**WHAT THIS TASK INVOLVES**. In the records below, some lines contain the word "than". Copy each of them.

**DATA EXCERPTS**.
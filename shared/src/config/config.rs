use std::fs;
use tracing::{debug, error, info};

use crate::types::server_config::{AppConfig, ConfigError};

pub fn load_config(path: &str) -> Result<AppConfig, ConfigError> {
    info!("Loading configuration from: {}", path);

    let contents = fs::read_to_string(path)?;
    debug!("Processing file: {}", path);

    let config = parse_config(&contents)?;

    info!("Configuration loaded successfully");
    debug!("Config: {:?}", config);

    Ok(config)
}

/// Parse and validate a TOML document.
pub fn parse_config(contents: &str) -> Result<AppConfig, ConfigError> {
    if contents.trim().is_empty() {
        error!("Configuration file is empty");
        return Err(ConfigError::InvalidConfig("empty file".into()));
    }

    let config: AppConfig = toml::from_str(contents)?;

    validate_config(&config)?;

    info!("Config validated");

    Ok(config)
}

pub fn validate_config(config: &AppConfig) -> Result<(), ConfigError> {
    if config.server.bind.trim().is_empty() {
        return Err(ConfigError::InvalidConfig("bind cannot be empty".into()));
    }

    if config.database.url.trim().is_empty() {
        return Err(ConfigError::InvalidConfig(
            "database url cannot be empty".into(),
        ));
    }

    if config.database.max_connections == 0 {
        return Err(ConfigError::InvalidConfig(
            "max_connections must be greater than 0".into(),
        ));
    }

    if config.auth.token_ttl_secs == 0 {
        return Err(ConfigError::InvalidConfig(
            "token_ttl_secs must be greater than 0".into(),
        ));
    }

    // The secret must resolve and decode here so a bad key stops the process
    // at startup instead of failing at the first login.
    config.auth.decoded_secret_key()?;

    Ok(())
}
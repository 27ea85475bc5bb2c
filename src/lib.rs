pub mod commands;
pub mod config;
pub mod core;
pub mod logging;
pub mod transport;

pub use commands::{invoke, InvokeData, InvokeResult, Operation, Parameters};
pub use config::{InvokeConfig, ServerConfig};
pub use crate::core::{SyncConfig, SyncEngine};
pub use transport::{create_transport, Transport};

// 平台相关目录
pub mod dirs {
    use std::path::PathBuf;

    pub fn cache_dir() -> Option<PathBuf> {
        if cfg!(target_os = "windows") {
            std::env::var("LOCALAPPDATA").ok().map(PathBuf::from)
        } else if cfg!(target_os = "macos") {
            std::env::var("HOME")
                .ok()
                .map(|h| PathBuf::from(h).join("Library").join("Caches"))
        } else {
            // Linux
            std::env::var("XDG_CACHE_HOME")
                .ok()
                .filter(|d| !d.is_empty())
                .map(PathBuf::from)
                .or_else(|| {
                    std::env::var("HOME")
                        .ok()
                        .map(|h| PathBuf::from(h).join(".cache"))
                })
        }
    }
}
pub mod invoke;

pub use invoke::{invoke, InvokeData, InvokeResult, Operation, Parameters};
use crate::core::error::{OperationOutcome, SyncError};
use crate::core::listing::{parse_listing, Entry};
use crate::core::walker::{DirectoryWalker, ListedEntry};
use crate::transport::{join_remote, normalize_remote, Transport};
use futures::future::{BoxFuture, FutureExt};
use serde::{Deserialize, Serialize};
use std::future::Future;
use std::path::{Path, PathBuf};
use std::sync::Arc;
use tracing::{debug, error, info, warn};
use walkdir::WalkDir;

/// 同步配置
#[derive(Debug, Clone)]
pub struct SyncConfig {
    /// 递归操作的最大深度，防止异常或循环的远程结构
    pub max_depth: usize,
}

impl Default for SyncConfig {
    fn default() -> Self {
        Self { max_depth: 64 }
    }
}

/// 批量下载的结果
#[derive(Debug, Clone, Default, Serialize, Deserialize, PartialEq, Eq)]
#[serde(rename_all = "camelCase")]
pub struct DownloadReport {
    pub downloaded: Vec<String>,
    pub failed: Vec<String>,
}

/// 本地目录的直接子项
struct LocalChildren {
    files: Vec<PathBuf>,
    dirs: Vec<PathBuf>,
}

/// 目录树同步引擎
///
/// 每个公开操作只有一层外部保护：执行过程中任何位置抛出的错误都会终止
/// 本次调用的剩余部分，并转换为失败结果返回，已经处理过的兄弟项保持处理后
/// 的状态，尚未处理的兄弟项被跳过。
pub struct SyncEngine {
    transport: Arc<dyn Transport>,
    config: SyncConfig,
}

**SOLUTION**.
            "max_connections must be greater than 0".into(),
            "token_ttl_secs must be greater than 0".into(),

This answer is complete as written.